| name | harden-github-actions |
| description | Whenever you create or substantially edit a GitHub Actions workflow (.github/workflows/*.yml), run `uvx zizmor --persona pedantic` on it and fix every finding before considering the file done. Use this any time you add a new workflow, paste a template workflow (e.g. the Claude GitHub App, a marketplace action, a generated CI/CD file), or change `uses:`, `permissions:`, or trigger blocks — even if the user didn't mention security or zizmor. A workflow that hasn't been run through the pedantic audit is not finished. |
| allowed-tools | Bash Read Write Edit Grep Glob |
| metadata | {"author":"Alexander Opalic","version":"0.1.0"} |
Harden GitHub Actions with zizmor
zizmor is a static analyzer for GitHub Actions workflows. New workflow files —
especially ones pasted from templates or generated by an app — almost always ship
with insecure defaults (unpinned actions, no permissions boundary, credential
persistence).

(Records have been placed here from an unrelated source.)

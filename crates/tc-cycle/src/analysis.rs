//! Engine configuration, lifecycle, and result accessors.

use tc_core::Field;
use tc_gas::GasProperties;
use tracing::debug;

use crate::error::{CycleError, CycleResult};
use crate::flight::Ambient;
use crate::solver::{self, ResolvedConfig};
use crate::state::{
    CycleState, Efficiencies, FuelConsumption, NozzleExit, OperatingRatio, SpecificThrust,
};

fn require_positive(name: &'static str, value: f64) -> CycleResult<f64> {
    if value > 0.0 {
        Ok(value)
    } else {
        Err(CycleError::InvalidParameter {
            name,
            value,
            constraint: "positive",
        })
    }
}

fn require_unit_interval(name: &'static str, value: f64) -> CycleResult<f64> {
    if value > 0.0 && value <= 1.0 {
        Ok(value)
    } else {
        Err(CycleError::InvalidParameter {
            name,
            value,
            constraint: "in the interval (0, 1]",
        })
    }
}

fn require_at_least_one(name: &'static str, value: f64) -> CycleResult<f64> {
    if value >= 1.0 {
        Ok(value)
    } else {
        Err(CycleError::InvalidParameter {
            name,
            value,
            constraint: "at least 1",
        })
    }
}

fn require_non_negative(name: &'static str, value: f64) -> CycleResult<f64> {
    if value >= 0.0 {
        Ok(value)
    } else {
        Err(CycleError::InvalidParameter {
            name,
            value,
            constraint: "non-negative",
        })
    }
}

fn require_positive_field(name: &'static str, field: Field) -> CycleResult<Field> {
    if field.all(|v| v > 0.0) {
        return Ok(field);
    }
    let value = field
        .to_vec()
        .into_iter()
        .find(|v| !(*v > 0.0))
        .unwrap_or(f64::NAN);
    Err(CycleError::InvalidParameter {
        name,
        value,
        constraint: "positive",
    })
}

/// Steady-state cycle analysis of a two-stream turbofan engine.
///
/// Lifecycle: configure through the setters, then [`initialize_problem`],
/// then [`perform_analysis`] per flight condition, then read results through
/// the typed getters. Any setter call invalidates previous results until the
/// next analysis.
///
/// A single logical owner is expected to mutate and read the engine; the
/// type holds no interior locking.
///
/// [`initialize_problem`]: TurbofanAnalysis::initialize_problem
/// [`perform_analysis`]: TurbofanAnalysis::perform_analysis
#[derive(Debug, Clone)]
pub struct TurbofanAnalysis {
    working: GasProperties,

    // Required attributes, in completeness-check order.
    h_pr: Option<f64>,
    gamma_t: Option<f64>,
    c_pt: Option<f64>,
    t_t4: Option<Field>,
    e_t: Option<f64>,
    eta_m: Option<f64>,
    pi_c: Option<f64>,
    e_c: Option<f64>,
    pi_f: Option<f64>,
    e_f: Option<f64>,
    pi_dmax: Option<f64>,
    pi_fn: Option<f64>,
    pi_n: Option<f64>,
    pi_b: Option<f64>,
    eta_b: Option<f64>,
    alpha: Option<f64>,

    // Optional fixed exit pressure ratios.
    p0_by_p9: Option<f64>,
    p0_by_p19: Option<f64>,

    initialized: bool,
    analysis_complete: bool,
    state: Option<CycleState>,
}

impl TurbofanAnalysis {
    /// New engine with standard air as the working fluid.
    pub fn new() -> Self {
        Self::with_working_fluid(GasProperties::AIR)
    }

    /// New engine with an explicit working-fluid parameter bundle.
    pub fn with_working_fluid(working: GasProperties) -> Self {
        Self {
            working,
            h_pr: None,
            gamma_t: None,
            c_pt: None,
            t_t4: None,
            e_t: None,
            eta_m: None,
            pi_c: None,
            e_c: None,
            pi_f: None,
            e_f: None,
            pi_dmax: None,
            pi_fn: None,
            pi_n: None,
            pi_b: None,
            eta_b: None,
            alpha: None,
            p0_by_p9: None,
            p0_by_p19: None,
            initialized: false,
            analysis_complete: false,
            state: None,
        }
    }

    fn touch(&mut self) {
        self.analysis_complete = false;
        self.state = None;
    }

    /// Fuel heating value [J/kg] and combustion-product gas parameters.
    pub fn set_fuel_properties(&mut self, h_pr: f64, gamma_t: f64, c_pt: f64) -> CycleResult<()> {
        let h_pr = require_positive("h_PR", h_pr)?;
        let gamma_t = require_positive("gamma_t", gamma_t)?;
        let c_pt = require_positive("c_pt", c_pt)?;
        self.h_pr = Some(h_pr);
        self.gamma_t = Some(gamma_t);
        self.c_pt = Some(c_pt);
        self.touch();
        Ok(())
    }

    /// Turbine inlet total temperature [K] (scalar or array) and efficiencies.
    pub fn set_turbine_properties(
        &mut self,
        inlet_total_temperature: impl Into<Field>,
        polytropic_efficiency: f64,
        mechanical_efficiency: f64,
    ) -> CycleResult<()> {
        let t_t4 = require_positive_field("T_t4", inlet_total_temperature.into())?;
        let e_t = require_unit_interval("e_t", polytropic_efficiency)?;
        let eta_m = require_unit_interval("eta_m", mechanical_efficiency)?;
        self.t_t4 = Some(t_t4);
        self.e_t = Some(e_t);
        self.eta_m = Some(eta_m);
        self.touch();
        Ok(())
    }

    pub fn set_compressor_properties(
        &mut self,
        compression_ratio: f64,
        polytropic_efficiency: f64,
    ) -> CycleResult<()> {
        let pi_c = require_at_least_one("pi_c", compression_ratio)?;
        let e_c = require_unit_interval("e_c", polytropic_efficiency)?;
        self.pi_c = Some(pi_c);
        self.e_c = Some(e_c);
        self.touch();
        Ok(())
    }

    pub fn set_fan_properties(
        &mut self,
        compression_ratio: f64,
        polytropic_efficiency: f64,
    ) -> CycleResult<()> {
        let pi_f = require_at_least_one("pi_f", compression_ratio)?;
        let e_f = require_unit_interval("e_f", polytropic_efficiency)?;
        self.pi_f = Some(pi_f);
        self.e_f = Some(e_f);
        self.touch();
        Ok(())
    }

    /// Diffuser, fan-nozzle, and core-nozzle total-pressure ratios.
    pub fn set_inlet_outlet_properties(
        &mut self,
        diffuser_max_pressure_ratio: f64,
        fan_nozzle_pressure_ratio: f64,
        core_nozzle_pressure_ratio: f64,
    ) -> CycleResult<()> {
        let pi_dmax = require_unit_interval("pi_dmax", diffuser_max_pressure_ratio)?;
        let pi_fn = require_unit_interval("pi_fn", fan_nozzle_pressure_ratio)?;
        let pi_n = require_unit_interval("pi_n", core_nozzle_pressure_ratio)?;
        self.pi_dmax = Some(pi_dmax);
        self.pi_fn = Some(pi_fn);
        self.pi_n = Some(pi_n);
        self.touch();
        Ok(())
    }

    pub fn set_burner_properties(
        &mut self,
        total_pressure_ratio: f64,
        efficiency: f64,
    ) -> CycleResult<()> {
        let pi_b = require_unit_interval("pi_b", total_pressure_ratio)?;
        let eta_b = require_unit_interval("eta_b", efficiency)?;
        self.pi_b = Some(pi_b);
        self.eta_b = Some(eta_b);
        self.touch();
        Ok(())
    }

    /// Fan-to-core mass flow ratio.
    pub fn set_bypass_ratio(&mut self, alpha: f64) -> CycleResult<()> {
        let alpha = require_non_negative("alpha", alpha)?;
        self.alpha = Some(alpha);
        self.touch();
        Ok(())
    }

    /// Fix both exit static-to-total pressure ratios, overriding the default
    /// choked/unchoked exit logic.
    pub fn set_exit_pressure_ratios(&mut self, p0_by_p9: f64, p0_by_p19: f64) -> CycleResult<()> {
        let p0_by_p9 = require_positive("P0_by_P9", p0_by_p9)?;
        let p0_by_p19 = require_positive("P0_by_P19", p0_by_p19)?;
        self.p0_by_p9 = Some(p0_by_p9);
        self.p0_by_p19 = Some(p0_by_p19);
        self.touch();
        Ok(())
    }

    /// Restore the default choked/unchoked exit logic.
    pub fn clear_exit_pressure_ratios(&mut self) {
        self.p0_by_p9 = None;
        self.p0_by_p19 = None;
        self.touch();
    }

    pub fn is_initialized(&self) -> bool {
        self.initialized
    }

    pub fn is_analysis_complete(&self) -> bool {
        self.analysis_complete
    }

    fn resolve(&self) -> CycleResult<ResolvedConfig> {
        fn req<T: Clone>(slot: &Option<T>, name: &'static str) -> CycleResult<T> {
            slot.clone()
                .ok_or(CycleError::MissingConfiguration { name })
        }

        let h_pr = req(&self.h_pr, "h_PR")?;
        let gamma_t = req(&self.gamma_t, "gamma_t")?;
        let c_pt = req(&self.c_pt, "c_pt")?;
        let t_t4 = req(&self.t_t4, "T_t4")?;
        let e_t = req(&self.e_t, "e_t")?;
        let eta_m = req(&self.eta_m, "eta_m")?;
        let pi_c = req(&self.pi_c, "pi_c")?;
        let e_c = req(&self.e_c, "e_c")?;
        let pi_f = req(&self.pi_f, "pi_f")?;
        let e_f = req(&self.e_f, "e_f")?;
        let pi_dmax = req(&self.pi_dmax, "pi_dmax")?;
        let pi_fn = req(&self.pi_fn, "pi_fn")?;
        let pi_n = req(&self.pi_n, "pi_n")?;
        let pi_b = req(&self.pi_b, "pi_b")?;
        let eta_b = req(&self.eta_b, "eta_b")?;
        let alpha = req(&self.alpha, "alpha")?;

        Ok(ResolvedConfig {
            working: self.working,
            combustion: GasProperties::from_gamma_cp(gamma_t, c_pt),
            h_pr,
            t_t4,
            e_t,
            eta_m,
            pi_c,
            e_c,
            pi_f,
            e_f,
            pi_dmax,
            pi_fn,
            pi_n,
            pi_b,
            eta_b,
            alpha,
            p0_by_p9: self.p0_by_p9,
            p0_by_p19: self.p0_by_p19,
        })
    }

    /// Verify that every required attribute has been set.
    ///
    /// Attributes are checked in declaration order and the first missing one
    /// is reported. Performs no numeric computation; the only side effect is
    /// the `initialized` flag.
    ///
    /// # Errors
    ///
    /// [`CycleError::MissingConfiguration`] naming the first unset attribute.
    pub fn initialize_problem(&mut self) -> CycleResult<()> {
        self.resolve()?;
        self.initialized = true;
        Ok(())
    }

    /// Run the cycle pipeline for one flight condition.
    ///
    /// `flight_speed` [m/s] must be strictly positive element-wise, and all
    /// array-valued inputs (speed, ambient members, `T_t4`) must share one
    /// length. On success every result getter reflects this run; on failure
    /// previous results and flags are left untouched.
    ///
    /// # Errors
    ///
    /// [`CycleError::NotInitialized`] before a successful
    /// [`initialize_problem`](TurbofanAnalysis::initialize_problem),
    /// [`CycleError::InvalidFlightCondition`] for a non-positive speed, and
    /// [`CycleError::ShapeMismatch`] for disagreeing array lengths.
    pub fn perform_analysis(
        &mut self,
        flight_speed: impl Into<Field>,
        ambient: &Ambient,
    ) -> CycleResult<()> {
        if !self.initialized {
            return Err(CycleError::NotInitialized);
        }
        let cfg = self.resolve()?;
        let speed = flight_speed.into();

        let mut shaped: Vec<&Field> = vec![&speed, &cfg.t_t4];
        shaped.extend(ambient.fields());
        let shape = Field::broadcast_shape(shaped, "flight condition inputs")?;

        if !speed.all(|v| v > 0.0) {
            let value = speed
                .to_vec()
                .into_iter()
                .find(|v| !(*v > 0.0))
                .unwrap_or(f64::NAN);
            return Err(CycleError::InvalidFlightCondition {
                what: "flight_speed",
                value,
            });
        }

        debug!(
            elements = shape.unwrap_or(1),
            "running turbofan cycle analysis"
        );

        let state = solver::run(&cfg, &speed, ambient)?;
        self.state = Some(state);
        self.analysis_complete = true;
        Ok(())
    }

    fn completed(&self, what: &'static str) -> CycleResult<&CycleState> {
        if !self.analysis_complete {
            return Err(CycleError::ResultNotAvailable { what });
        }
        self.state
            .as_ref()
            .ok_or(CycleError::ResultNotAvailable { what })
    }

    /// Specific thrust per unit total mass flow: total, core, and fan shares.
    pub fn specific_thrust(&self) -> CycleResult<SpecificThrust> {
        let s = self.completed("specific_thrust")?;
        Ok(SpecificThrust {
            total: s.st.clone(),
            core: s.st_core.clone(),
            fan: s.st_fan.clone(),
        })
    }

    /// TSFC and the fuel-air ratio normalized by total mass flow.
    pub fn fuel_consumption(&self) -> CycleResult<FuelConsumption> {
        let s = self.completed("fuel_consumption")?;
        let alpha = self
            .alpha
            .ok_or(CycleError::MissingConfiguration { name: "alpha" })?;
        Ok(FuelConsumption {
            tsfc: s.tsfc.clone(),
            fuel_air_ratio: s.fuel_air_ratio.map(|f| f / (1.0 + alpha)),
        })
    }

    /// Overall, propulsive, and thermal efficiencies.
    pub fn efficiencies(&self) -> CycleResult<Efficiencies> {
        let s = self.completed("efficiencies")?;
        Ok(Efficiencies {
            overall: &s.eta_thermal * &s.eta_propulsive,
            propulsive: s.eta_propulsive.clone(),
            thermal: s.eta_thermal.clone(),
        })
    }

    /// Reference (freestream stagnation) temperature and pressure ratios.
    pub fn reference_ratios(&self) -> CycleResult<OperatingRatio> {
        let s = self.completed("reference_ratios")?;
        Ok(OperatingRatio {
            tau: s.tau_r.clone(),
            pi: s.pi_r.clone(),
        })
    }

    pub fn compressor_ratios(&self) -> CycleResult<OperatingRatio> {
        let s = self.completed("compressor_ratios")?;
        let pi_c = self
            .pi_c
            .ok_or(CycleError::MissingConfiguration { name: "pi_c" })?;
        Ok(OperatingRatio {
            tau: s.tau_c.clone(),
            pi: Field::scalar(pi_c),
        })
    }

    pub fn fan_ratios(&self) -> CycleResult<OperatingRatio> {
        let s = self.completed("fan_ratios")?;
        let pi_f = self
            .pi_f
            .ok_or(CycleError::MissingConfiguration { name: "pi_f" })?;
        Ok(OperatingRatio {
            tau: s.tau_f.clone(),
            pi: Field::scalar(pi_f),
        })
    }

    pub fn turbine_ratios(&self) -> CycleResult<OperatingRatio> {
        let s = self.completed("turbine_ratios")?;
        Ok(OperatingRatio {
            tau: s.tau_t.clone(),
            pi: s.pi_t.clone(),
        })
    }

    /// Core nozzle exit Mach, static pressure, static temperature, velocity.
    pub fn core_exit_state(&self) -> CycleResult<NozzleExit> {
        Ok(self.completed("core_exit_state")?.core_exit.clone())
    }

    /// Fan nozzle exit Mach, static pressure, static temperature, velocity.
    pub fn fan_exit_state(&self) -> CycleResult<NozzleExit> {
        Ok(self.completed("fan_exit_state")?.fan_exit.clone())
    }

    /// Burner enthalpy ratio tau_lambda.
    pub fn burner_enthalpy_ratio(&self) -> CycleResult<Field> {
        Ok(self.completed("burner_enthalpy_ratio")?.tau_lambda.clone())
    }
}

impl Default for TurbofanAnalysis {
    fn default() -> Self {
        Self::new()
    }
}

If the repo runs zizmor in CI, those defaults fail the pipeline; even
if it doesn't, they're real supply-chain and token-leak risks. So treat the audit as
part of writing the workflow, not a separate review step that happens later.
When this applies
Run the audit whenever you have:
- Added a new file under
.github/workflows/.
- Pasted or generated a workflow from a template (Claude GitHub App, an action's
README, a scaffolding tool).
- Edited an existing workflow's
uses:, permissions:, on:, or concurrency:.
You don't need the user to ask for "security" or mention "zizmor" — hardening is the
default expectation for any workflow you touch.
The loop
-
Match the repo's existing conventions first. Before inventing hardening, read a
workflow in the same repo that already passes (often ci.yml or codeql.yml). Copy
its action pins, its permission-comment style, its concurrency group naming. A
consistent repo is easier to review than a "correct" but idiosyncratic file. Use
grep -nE "uses:|permissions:|persist-credentials|concurrency:" .github/workflows/*.yml
to see what's already established.
-
Run the audit on the file(s) you created or changed:
uvx zizmor --persona pedantic .github/workflows/<file>.yml
--persona pedantic is the strictest mode and is what hardened repos tend to enforce
in CI, so matching it locally avoids a surprise pipeline failure. Pass every file you
touched. Exit code 0 with "No findings to report" means done.
-
Fix every finding, not just the error-level ones. The pedantic persona reports
informational findings too, and a CI gate with no min-severity set fails on any
finding. The common ones and their fixes are below.
-
Re-run until clean (exit 0). Then you're done.
Common findings → fixes
These are the recurring ones. Apply the fix that matches how the rest of the repo does it.
| Finding | Why it matters | Fix |
|---|
| unpinned action reference (error) | A mutable tag like @v4 can be repointed at malicious code; pinning to a commit SHA is immutable. | Pin to the full commit SHA with the tag in a trailing comment: uses: actions/checkout@34e1148… # v4. Resolve the SHA for an action (see below). |
| overly broad permissions | Default GITHUB_TOKEN permissions are write-all; an exploited step can push code or open releases. | Add top-level permissions: {} and grant each job only what it needs. |
| permissions without explanatory comments | Reviewers can't tell why a scope was granted. | Add an inline comment per permission line: contents: read # checkout. |
| credential persistence | actions/checkout leaves the git token on disk by default, readable by later steps. | Add persist-credentials: false # don't leave the git token on disk to the checkout with: block. |
| insufficient job-level concurrency limits | Stacked runs on the same ref waste minutes and can race. | Add a top-level concurrency: block with a group: keyed on the ref/PR and cancel-in-progress: true. |
| anonymous-definition (informational) | An unnamed job shows up with an opaque check name. | Give each job a name:. |
Resolving a commit SHA for an action
Lightweight tags resolve directly; annotated tags (common for @v1-style major tags)
need one extra dereference step. Use the GitHub API:
gh api repos/<owner>/<repo>/git/refs/tags/<tag>
gh api repos/<owner>/<repo>/git/tags/<tag-object-sha>
Pin to that commit SHA and keep the human-readable tag in a # v1 comment so the file
stays reviewable.
Notes
uvx runs zizmor in an ephemeral environment, so nothing needs to be installed
globally. If uvx isn't available, fall back to pipx run zizmor, docker run --rm -v "$PWD":/work -w /work ghcr.io/zizmorcore/zizmor:latest, or a local zizmor.
- Some findings have legitimate exceptions. If a finding genuinely doesn't apply, prefer
a scoped
# zizmor: ignore[<rule>] comment on the offending line (with a reason) over
silencing the whole audit — that keeps the rest of the file covered and documents the
decision.
- Online audits (e.g. checking whether a pinned SHA is stale) need network access and a
token; the local run above covers the static rules, which are what gate CI.